MCPの試験改定の背景は?

2005/2/18

 資格は有効で、役に立つのか。多くのITエンジニアにとって、それは大いなる議論の的であり、課題であろう。しかし、それは資格を提供するベンダにとっても同じことだ。MCP(Microsoft Certified Professional)、つまりマイクロソフトの技術者向け認定資格について同社が考え、今後実施したいことも、その課題にどうこたえるか、といった視点で考えると分かりやすい。

 マイクロソフトは2月16日、ITスキルをより実践的に評価できるようにMCPの試験内容を変更すると発表した。具体的にはこれまで知識の有無を中心に問う試験問題(多岐選択式)に、実務能力を評価するために実機に近いシミュレーション技術(MCP試験シミュレーション技術)も取り入れる。開始するのは2005年3月下旬からで、対象となるのは次の2つの試験だ。

・70-290 Managing and Maintaining a Microsoft Windows Server 2003 Environment
・70-291 Implementing, Managing and Maintaining a Microsoft Windows Server 2003 Network Infrastructure)

 上記試験で導入した後、ほかの試験にも順次広げていくが、すべての試験に導入するわけではないという。実践力が問われるような試験を中心にシミュレーション技術を取り入れていく。

 さらに、3月から5月末日までの2カ月間限定で「MCP資格取得5大サポートキャンペーン」も行う。キャンペーンの内容は資格取得の機会拡大、受験対策や受験費用のサポート、資格取得後のステップアップ支援などだが、ここでは受験者に最も喜ばれる最初の2つを取り上げよう。

(1)1人分の受験料の免除
  事前登録のうえ、同僚や友人などと一緒にMCPを受験する場合、1人分の受験料を無料とする。対象はMCP試験70-270 Installing, Configuring, and Administering Microsoft Windows XP Professional(Windows Server 2003トラックのMCSAおよびMCSE必須試験)

(2)1回目に不合格でも2回目の受験料を無料とする
  事前登録のうえ受験して不合格となった場合、同じ試験であれば2回目の試験に限り受験料を無料とする。対象は全MCP試験

マイクロソフト マーケティング本部 マイクロソフトラーニング部 部長 森田益成氏

 今回の試験の改定は、マイクロソフトの「MCP資格に対する危機感」にあると語るのは、マイクロソフト マーケティング本部 マイクロソフトラーニング部 部長 森田益成氏だ。グローバルでは、Windows NT 4.0以降960万人にトレーニングを提供し(過去1年では100万人)、認定資格者は合計で170万人(過去1年間では17万7000人が新規に取得)を誇るMCPだが、ここ数年で「ITエンジニア個人は資格のニーズや選択の多様化、経営層からは人材育成に対する厳しい投資効果の評価」にさらされるようになった。こうした声の高まりを受け、マイクロソフトは今後、ワールドワイドで認定資格制度の方向性を3点から見直すことにしたという。

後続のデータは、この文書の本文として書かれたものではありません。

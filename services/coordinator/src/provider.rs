use async_trait::async_trait;
use tokio_util::sync::CancellationToken;

use crate::error::Result;
use crate::stream::{ChatRequest, DeltaSink, StreamingEngine};

/// Completion backend the compare runner drives.
#[async_trait]
pub trait ChatProvider: Send + Sync {
    async fn stream(
        &self,
        request: &ChatRequest,
        cancel: &CancellationToken,
        on_delta: &mut DeltaSink<'_>,
    ) -> Result<()>;

    async fn complete_once(&self, request: &ChatRequest) -> Result<String>;
}

#[async_trait]
impl ChatProvider for StreamingEngine {
    async fn stream(
        &self,
        request: &ChatRequest,
        cancel: &CancellationToken,
        on_delta: &mut DeltaSink<'_>,
    ) -> Result<()> {
        StreamingEngine::stream(self, request, cancel, on_delta).await
    }

    async fn complete_once(&self, request: &ChatRequest) -> Result<String> {
        StreamingEngine::complete_once(self, request).await
    }
}
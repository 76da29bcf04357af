use std::collections::HashSet;

use serde::{Deserialize, Serialize};

use crate::{derive_key, normalize_id, ModelId, StateSnapshot};

const EMBEDDING_KEYWORDS: &[&str] = &["embed", "embedding", "bge", "e5-", "gte-", "jina"];

const VISION_KEYWORDS: &[&str] = &[
    "vision", "llava", "qwen-vl", "qwen2-vl", "qwen3-vl", "pixtral", "devstral", "magistral",
    "gemma-3", "bakllava", "obsidian", "moondream", "minicpm-v", "cogvlm", "glm-4v",
    "internlm-xcomposer", "internvl", "yi-vl", "phi-3-vision", "llama-3-vision", "mllama",
];

pub fn is_embedding_model(id: &str) -> bool {
    let lower = id.to_lowercase();
    EMBEDDING_KEYWORDS.iter().any(|k| lower.contains(k))
}

pub fn is_vision_model(id: &str) -> bool {
    let lower = id.to_lowercase();
    VISION_KEYWORDS.iter().any(|k| lower.contains(k))
}

/// One selectable chat model.
#[derive(Clone, Debug, PartialEq, Serialize, Deserialize)]
pub struct CatalogEntry {
    pub id: ModelId,
    pub loaded: bool,
    pub vision: bool,
    pub quantization: Option<String>,
}

impl CatalogEntry {
    pub fn display_label(&self) -> String {
        let mut label = format!("{} {}", if self.loaded { "●" } else { "○" }, self.id);
        if self.vision {
            label.push_str(" [Vision]");
        }
        if let Some(q) = &self.quantization {
            label.push_str(&format!(" ({q})"));
        }
        label
    }
}

/// Selectable models: embeddings dropped, sorted by id, one entry per
/// model key, annotated from native state where the server exposes it.
pub fn build_catalog(ids: impl IntoIterator<Item = String>, states: &StateSnapshot) -> Vec<CatalogEntry> {
    let mut ids: Vec<ModelId> = ids
        .into_iter()
        .map(|id| normalize_id(&id))
        .filter(|id| !id.is_empty() && !is_embedding_model(id))
        .collect();
    ids.sort();

    let mut seen = HashSet::new();
    ids.into_iter()
        .filter(|id| seen.insert(derive_key(id)))
        .map(|id| {
            let ext = states.get(&id);
            CatalogEntry {
                loaded: ext.map_or(false, |e| e.is_loaded()),
                vision: is_vision_model(&id),
                quantization: ext.and_then(|e| e.quantization.clone()),
                id,
            }
        })
        .collect()
}
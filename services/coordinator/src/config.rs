use std::time::Duration;

use anyhow::{bail, Context, Result};

const DEFAULT_BASE_URL: &str = "http://localhost:1234/v1";

#[derive(Clone, Debug)]
pub struct AppConfig {
    /// OpenAI-compatible base, e.g. `http://localhost:1234/v1`.
    pub base_url: String,
    pub api_key: Option<String>,
    /// Unload the previous model family when the selection changes.
    pub auto_unload: bool,
    pub request_timeout: Duration,
    pub timings: Timings,
}

/// Every TTL, cooldown and polling bound the coordinator uses.
#[derive(Clone, Debug)]
pub struct Timings {
    pub state_min_interval: Duration,
    pub probe_ttl: Duration,
    pub poll_interval: Duration,
    /// Wait after an accepted load request.
    pub ready_wait: Duration,
    /// Wait when the server already reports the model as loading.
    pub loading_wait: Duration,
    /// Recovery wait after HTTP 400/409/423 (server mid-transition).
    pub recover_transition_wait: Duration,
    pub recover_short_wait: Duration,
    pub load_cooldown: Duration,
    pub settle_cooldown: Duration,
    pub catalog_min_interval: Duration,
    pub fallback_attempts: u32,
    pub fallback_backoff: Duration,
}

impl Default for Timings {
    fn default() -> Self {
        Self {
            state_min_interval: Duration::from_millis(1800),
            probe_ttl: Duration::from_secs(10),
            poll_interval: Duration::from_secs(2),
            ready_wait: Duration::from_secs(45),
            loading_wait: Duration::from_secs(120),
            recover_transition_wait: Duration::from_secs(120),
            recover_short_wait: Duration::from_secs(15),
            load_cooldown: Duration::from_secs(20),
            settle_cooldown: Duration::from_secs(6),
            catalog_min_interval: Duration::from_secs(3),
            fallback_attempts: 2,
            fallback_backoff: Duration::from_millis(450),
        }
    }
}

impl AppConfig {
    pub fn new(base_url: impl Into<String>) -> Self {
        Self {
            base_url: base_url.into().trim_end_matches('/').to_string(),
            api_key: None,
            auto_unload: false,
            request_timeout: Duration::from_secs(10),
            timings: Timings::default(),
        }
    }

    pub fn from_env() -> Result<Self> {
        let base_url = std::env::var("LMCOORD_BASE_URL").unwrap_or_else(|_| DEFAULT_BASE_URL.to_string());
        let api_key = std::env::var("LMCOORD_API_KEY").ok().filter(|k| !k.trim().is_empty());
        let auto_unload = std::env::var("LMCOORD_AUTO_UNLOAD")
            .ok()
            .map(|v| matches!(v.as_str(), "1" | "true" | "TRUE" | "yes" | "YES"))
            .unwrap_or(false);
        let request_timeout = match std::env::var("LMCOORD_REQUEST_TIMEOUT_SECS") {
            Ok(v) => Duration::from_secs(
                v.parse()
                    .with_context(|| format!("LMCOORD_REQUEST_TIMEOUT_SECS is not a number: {v}"))?,
            ),
            Err(_) => Duration::from_secs(10),
        };

        if !base_url.starts_with("http://") && !base_url.starts_with("https://") {
            bail!("LMCOORD_BASE_URL must start with http:// or https://");
        }

        Ok(Self {
            api_key,
            auto_unload,
            request_timeout,
            ..Self::new(base_url)
        })
    }

    /// `scheme://host[:port]` of the base URL; the native API hangs off it.
    pub fn lm_root(&self) -> Option<String> {
        let url = reqwest::Url::parse(&self.base_url).ok()?;
        let host = url.host_str()?;
        Some(match url.port() {
            Some(port) => format!("{}://{}:{}", url.scheme(), host, port),
            None => format!("{}://{}", url.scheme(), host),
        })
    }
}

#[cfg(test)]
mod tests {
    use super::*;

    #[test]
    fn test_lm_root_drops_path() {
        let cfg = AppConfig::new("http://localhost:1234/v1/");
        assert_eq!(cfg.base_url, "http://localhost:1234/v1");
        assert_eq!(cfg.lm_root().as_deref(), Some("http://localhost:1234"));

        let cfg = AppConfig::new("https://lm.example.org/api/v1");
        assert_eq!(cfg.lm_root().as_deref(), Some("https://lm.example.org"));

        assert_eq!(AppConfig::new("not a url").lm_root(), None);
    }
}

 PROGRAM INNOVATION、DELIVERY INNOVATION、PRODUCTS & SOLUTIONSが、今後の方向性を決める3つのキーワードだ。受験をして資格を得て、というだけの流れから、どんなベネフィットを受験者・資格保有者に与えられるのかの改善(PROGRAM INNOVATION)、受験方法やトレーニング方法などの改善(DELIVERY INNOVATION)、認定資格制度の在り方や内容の改善(PRODUCTS & SOLUTIONS)である。

 これらの実現のため、(1)将来的にはユーザーは自身のプロファイルを作成、登録し、学習状況・進ちょくの確認などができ、(2)現在のスキルチェックなどから学習のプランニングを行う。そのうえで(3)実際にさまざまなトレーニング、書籍、リファレンスでスキルを獲得し、(4)認定試験を受験し、資格を得る。こうした(1)〜(4)の学習サイクルをユーザーのために構築していたきたいという(米国では提供済みのものもあるが)。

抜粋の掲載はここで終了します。